What this task involves: State how many lines below hold the word "backward". Give that number and no other text.

Input data:
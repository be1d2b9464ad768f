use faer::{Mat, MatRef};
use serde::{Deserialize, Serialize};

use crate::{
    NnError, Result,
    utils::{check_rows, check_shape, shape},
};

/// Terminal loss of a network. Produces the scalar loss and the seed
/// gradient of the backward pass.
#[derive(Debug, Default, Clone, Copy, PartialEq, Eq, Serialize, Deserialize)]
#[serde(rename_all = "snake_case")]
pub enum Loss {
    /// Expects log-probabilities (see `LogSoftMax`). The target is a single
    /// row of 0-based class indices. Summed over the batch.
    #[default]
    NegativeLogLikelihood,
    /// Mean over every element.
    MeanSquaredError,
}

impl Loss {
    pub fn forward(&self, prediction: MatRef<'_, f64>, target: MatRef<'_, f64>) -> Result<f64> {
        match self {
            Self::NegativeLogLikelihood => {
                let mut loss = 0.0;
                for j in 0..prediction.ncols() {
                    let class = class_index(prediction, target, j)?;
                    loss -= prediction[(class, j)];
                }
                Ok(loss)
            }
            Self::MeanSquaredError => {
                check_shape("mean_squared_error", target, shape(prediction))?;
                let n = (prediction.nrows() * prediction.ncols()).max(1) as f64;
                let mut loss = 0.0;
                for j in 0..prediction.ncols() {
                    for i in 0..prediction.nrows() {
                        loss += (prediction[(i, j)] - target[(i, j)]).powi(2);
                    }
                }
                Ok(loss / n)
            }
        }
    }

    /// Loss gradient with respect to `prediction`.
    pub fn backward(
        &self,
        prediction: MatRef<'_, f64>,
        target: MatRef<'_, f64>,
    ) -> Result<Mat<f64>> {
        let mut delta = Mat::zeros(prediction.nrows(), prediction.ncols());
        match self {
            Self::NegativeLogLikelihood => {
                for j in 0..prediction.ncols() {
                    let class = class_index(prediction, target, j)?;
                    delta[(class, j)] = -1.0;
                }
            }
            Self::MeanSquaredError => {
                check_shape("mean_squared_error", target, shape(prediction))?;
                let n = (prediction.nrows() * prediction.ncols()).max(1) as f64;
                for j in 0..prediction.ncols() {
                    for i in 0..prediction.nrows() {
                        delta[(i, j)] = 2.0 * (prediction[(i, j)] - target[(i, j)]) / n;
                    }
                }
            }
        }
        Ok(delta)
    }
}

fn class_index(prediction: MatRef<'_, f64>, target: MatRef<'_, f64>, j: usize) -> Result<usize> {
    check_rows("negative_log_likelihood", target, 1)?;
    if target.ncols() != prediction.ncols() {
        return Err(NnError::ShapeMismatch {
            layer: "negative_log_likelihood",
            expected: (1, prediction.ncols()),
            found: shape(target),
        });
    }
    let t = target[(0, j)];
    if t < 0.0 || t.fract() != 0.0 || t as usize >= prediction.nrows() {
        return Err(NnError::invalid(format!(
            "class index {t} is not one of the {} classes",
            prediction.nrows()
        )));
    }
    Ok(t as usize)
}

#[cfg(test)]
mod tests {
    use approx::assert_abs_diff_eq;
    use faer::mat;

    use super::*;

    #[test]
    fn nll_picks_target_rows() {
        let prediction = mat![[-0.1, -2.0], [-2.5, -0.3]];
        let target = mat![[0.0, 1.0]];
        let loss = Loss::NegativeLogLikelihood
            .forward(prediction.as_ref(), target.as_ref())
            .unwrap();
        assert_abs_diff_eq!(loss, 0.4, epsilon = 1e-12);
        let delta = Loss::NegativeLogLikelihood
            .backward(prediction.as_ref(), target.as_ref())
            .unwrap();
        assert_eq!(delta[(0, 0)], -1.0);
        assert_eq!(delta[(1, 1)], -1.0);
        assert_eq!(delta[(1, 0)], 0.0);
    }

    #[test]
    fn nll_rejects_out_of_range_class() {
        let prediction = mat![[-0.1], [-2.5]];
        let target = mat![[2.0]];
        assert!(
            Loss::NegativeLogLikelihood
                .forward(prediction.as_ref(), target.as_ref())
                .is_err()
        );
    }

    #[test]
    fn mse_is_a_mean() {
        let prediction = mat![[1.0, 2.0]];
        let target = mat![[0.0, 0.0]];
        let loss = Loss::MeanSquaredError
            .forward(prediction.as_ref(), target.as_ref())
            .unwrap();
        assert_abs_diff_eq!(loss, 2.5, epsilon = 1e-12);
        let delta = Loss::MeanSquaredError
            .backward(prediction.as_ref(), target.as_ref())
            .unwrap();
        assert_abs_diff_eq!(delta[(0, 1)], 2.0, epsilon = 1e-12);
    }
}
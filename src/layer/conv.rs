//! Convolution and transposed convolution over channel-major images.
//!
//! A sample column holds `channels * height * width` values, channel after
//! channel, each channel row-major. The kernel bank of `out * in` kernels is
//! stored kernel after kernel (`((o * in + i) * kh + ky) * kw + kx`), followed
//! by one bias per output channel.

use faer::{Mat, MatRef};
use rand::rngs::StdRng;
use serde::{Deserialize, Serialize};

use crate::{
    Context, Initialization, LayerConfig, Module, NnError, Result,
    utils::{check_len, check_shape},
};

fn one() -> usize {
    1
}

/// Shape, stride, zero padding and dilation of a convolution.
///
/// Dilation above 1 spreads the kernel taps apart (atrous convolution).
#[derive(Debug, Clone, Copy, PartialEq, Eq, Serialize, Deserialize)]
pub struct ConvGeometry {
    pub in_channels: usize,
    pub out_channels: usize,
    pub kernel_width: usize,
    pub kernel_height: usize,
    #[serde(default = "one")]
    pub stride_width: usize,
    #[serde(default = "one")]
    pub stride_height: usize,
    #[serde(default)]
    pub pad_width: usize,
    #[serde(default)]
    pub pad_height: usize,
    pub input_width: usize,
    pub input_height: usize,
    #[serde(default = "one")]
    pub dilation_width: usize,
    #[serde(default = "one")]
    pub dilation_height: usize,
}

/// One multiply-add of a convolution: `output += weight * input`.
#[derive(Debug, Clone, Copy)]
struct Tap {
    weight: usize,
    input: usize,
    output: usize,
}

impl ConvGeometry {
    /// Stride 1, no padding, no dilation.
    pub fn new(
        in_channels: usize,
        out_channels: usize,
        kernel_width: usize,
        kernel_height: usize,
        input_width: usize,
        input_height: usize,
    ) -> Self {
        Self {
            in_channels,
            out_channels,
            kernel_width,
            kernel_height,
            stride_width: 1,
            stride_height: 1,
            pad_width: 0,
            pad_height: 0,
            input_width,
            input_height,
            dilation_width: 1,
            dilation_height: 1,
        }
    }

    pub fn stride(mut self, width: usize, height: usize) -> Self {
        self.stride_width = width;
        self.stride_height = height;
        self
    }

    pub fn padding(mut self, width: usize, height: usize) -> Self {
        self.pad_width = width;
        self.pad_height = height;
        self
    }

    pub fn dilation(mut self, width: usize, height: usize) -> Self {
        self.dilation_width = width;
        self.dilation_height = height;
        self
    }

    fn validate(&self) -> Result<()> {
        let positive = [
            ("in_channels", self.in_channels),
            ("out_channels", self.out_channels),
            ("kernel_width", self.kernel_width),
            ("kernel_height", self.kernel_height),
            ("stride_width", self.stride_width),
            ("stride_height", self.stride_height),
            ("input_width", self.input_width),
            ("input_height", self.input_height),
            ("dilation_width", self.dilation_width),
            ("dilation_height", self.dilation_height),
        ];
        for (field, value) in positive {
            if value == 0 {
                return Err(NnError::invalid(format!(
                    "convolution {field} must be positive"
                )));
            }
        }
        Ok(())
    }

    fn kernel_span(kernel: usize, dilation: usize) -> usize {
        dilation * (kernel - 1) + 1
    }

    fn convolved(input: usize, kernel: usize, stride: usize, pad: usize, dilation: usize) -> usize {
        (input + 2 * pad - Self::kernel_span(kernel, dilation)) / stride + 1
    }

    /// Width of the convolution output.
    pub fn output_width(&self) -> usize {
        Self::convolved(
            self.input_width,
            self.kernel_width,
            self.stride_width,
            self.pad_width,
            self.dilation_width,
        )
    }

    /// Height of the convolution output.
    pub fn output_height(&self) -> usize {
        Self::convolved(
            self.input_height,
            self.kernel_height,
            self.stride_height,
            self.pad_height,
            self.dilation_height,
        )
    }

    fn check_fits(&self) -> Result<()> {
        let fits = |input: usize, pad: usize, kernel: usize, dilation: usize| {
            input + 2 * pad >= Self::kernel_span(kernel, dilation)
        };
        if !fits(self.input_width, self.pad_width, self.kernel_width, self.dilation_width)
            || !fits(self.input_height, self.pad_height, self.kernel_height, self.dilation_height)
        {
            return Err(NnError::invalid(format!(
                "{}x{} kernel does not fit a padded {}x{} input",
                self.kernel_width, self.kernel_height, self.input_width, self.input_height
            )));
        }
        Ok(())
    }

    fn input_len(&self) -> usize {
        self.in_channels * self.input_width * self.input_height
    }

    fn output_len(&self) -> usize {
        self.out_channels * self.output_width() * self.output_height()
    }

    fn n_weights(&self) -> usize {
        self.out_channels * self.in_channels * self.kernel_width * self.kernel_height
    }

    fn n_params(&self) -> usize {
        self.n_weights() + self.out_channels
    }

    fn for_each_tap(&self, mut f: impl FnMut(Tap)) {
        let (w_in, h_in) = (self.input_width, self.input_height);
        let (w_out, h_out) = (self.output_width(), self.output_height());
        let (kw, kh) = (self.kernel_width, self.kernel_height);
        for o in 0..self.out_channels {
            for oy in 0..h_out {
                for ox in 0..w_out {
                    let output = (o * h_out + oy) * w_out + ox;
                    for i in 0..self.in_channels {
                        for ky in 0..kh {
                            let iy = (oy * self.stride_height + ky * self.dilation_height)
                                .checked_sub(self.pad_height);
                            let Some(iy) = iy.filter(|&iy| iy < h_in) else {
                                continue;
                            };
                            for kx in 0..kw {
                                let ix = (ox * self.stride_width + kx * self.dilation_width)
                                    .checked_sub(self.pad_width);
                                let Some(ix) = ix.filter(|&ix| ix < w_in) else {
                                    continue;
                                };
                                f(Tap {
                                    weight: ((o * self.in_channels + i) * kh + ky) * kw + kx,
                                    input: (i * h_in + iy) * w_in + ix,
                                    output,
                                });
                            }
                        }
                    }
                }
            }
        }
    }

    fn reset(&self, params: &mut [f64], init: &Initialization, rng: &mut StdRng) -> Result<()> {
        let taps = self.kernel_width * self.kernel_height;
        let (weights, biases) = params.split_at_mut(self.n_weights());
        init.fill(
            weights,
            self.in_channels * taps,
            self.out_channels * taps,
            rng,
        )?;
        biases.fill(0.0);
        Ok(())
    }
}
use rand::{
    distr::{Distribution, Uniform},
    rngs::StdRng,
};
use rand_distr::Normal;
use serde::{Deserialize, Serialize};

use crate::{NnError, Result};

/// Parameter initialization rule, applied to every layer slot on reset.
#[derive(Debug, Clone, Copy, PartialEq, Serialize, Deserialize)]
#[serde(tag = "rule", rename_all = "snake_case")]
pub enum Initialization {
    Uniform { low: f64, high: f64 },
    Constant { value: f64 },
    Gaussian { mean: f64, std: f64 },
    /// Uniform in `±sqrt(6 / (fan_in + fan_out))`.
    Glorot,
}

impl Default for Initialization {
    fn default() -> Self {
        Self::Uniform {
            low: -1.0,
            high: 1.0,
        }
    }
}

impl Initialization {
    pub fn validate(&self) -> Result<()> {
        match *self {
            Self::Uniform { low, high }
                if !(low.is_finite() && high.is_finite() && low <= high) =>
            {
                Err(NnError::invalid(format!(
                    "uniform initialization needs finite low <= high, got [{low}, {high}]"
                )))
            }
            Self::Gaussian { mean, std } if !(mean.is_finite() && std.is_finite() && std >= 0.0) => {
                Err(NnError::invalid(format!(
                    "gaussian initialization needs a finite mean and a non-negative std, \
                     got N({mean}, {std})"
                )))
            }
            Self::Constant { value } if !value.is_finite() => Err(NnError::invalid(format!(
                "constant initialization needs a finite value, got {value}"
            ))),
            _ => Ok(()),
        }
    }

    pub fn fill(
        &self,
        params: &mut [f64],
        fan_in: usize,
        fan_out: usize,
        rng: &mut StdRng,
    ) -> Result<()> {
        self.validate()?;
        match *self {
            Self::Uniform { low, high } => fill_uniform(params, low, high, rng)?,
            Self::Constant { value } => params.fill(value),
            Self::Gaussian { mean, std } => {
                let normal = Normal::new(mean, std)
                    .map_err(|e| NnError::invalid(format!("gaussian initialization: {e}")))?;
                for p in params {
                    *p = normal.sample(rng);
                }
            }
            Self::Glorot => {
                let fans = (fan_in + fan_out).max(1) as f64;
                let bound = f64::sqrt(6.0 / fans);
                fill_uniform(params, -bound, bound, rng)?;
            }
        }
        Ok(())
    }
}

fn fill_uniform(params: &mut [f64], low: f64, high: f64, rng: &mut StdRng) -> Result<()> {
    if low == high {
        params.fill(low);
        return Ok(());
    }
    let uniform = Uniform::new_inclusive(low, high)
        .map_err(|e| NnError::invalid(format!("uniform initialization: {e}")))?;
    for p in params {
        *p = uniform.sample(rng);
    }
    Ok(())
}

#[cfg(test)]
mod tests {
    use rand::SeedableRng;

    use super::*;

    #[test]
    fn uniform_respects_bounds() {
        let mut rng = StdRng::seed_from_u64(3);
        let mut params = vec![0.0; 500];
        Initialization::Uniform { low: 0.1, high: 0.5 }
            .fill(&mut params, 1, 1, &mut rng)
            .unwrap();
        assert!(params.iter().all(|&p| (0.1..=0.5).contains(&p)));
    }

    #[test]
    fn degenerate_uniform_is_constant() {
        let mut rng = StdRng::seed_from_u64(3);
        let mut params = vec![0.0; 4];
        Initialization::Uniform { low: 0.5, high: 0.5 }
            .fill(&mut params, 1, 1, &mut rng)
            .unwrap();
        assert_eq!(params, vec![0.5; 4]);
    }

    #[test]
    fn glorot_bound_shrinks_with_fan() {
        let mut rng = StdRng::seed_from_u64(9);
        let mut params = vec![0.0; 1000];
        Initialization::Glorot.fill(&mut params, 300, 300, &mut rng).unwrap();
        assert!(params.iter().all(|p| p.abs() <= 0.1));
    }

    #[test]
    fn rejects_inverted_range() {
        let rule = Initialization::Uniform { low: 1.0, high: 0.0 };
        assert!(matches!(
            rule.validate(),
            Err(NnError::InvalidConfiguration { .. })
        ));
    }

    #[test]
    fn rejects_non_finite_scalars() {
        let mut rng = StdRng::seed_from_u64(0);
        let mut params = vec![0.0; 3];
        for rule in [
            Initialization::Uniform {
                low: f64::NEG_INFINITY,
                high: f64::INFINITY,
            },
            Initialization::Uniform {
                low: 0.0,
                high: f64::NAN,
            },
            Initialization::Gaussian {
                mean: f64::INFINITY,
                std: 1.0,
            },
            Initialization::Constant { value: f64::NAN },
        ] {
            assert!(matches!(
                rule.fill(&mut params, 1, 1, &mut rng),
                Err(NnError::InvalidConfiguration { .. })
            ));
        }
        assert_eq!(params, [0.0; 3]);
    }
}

Problem solution: 4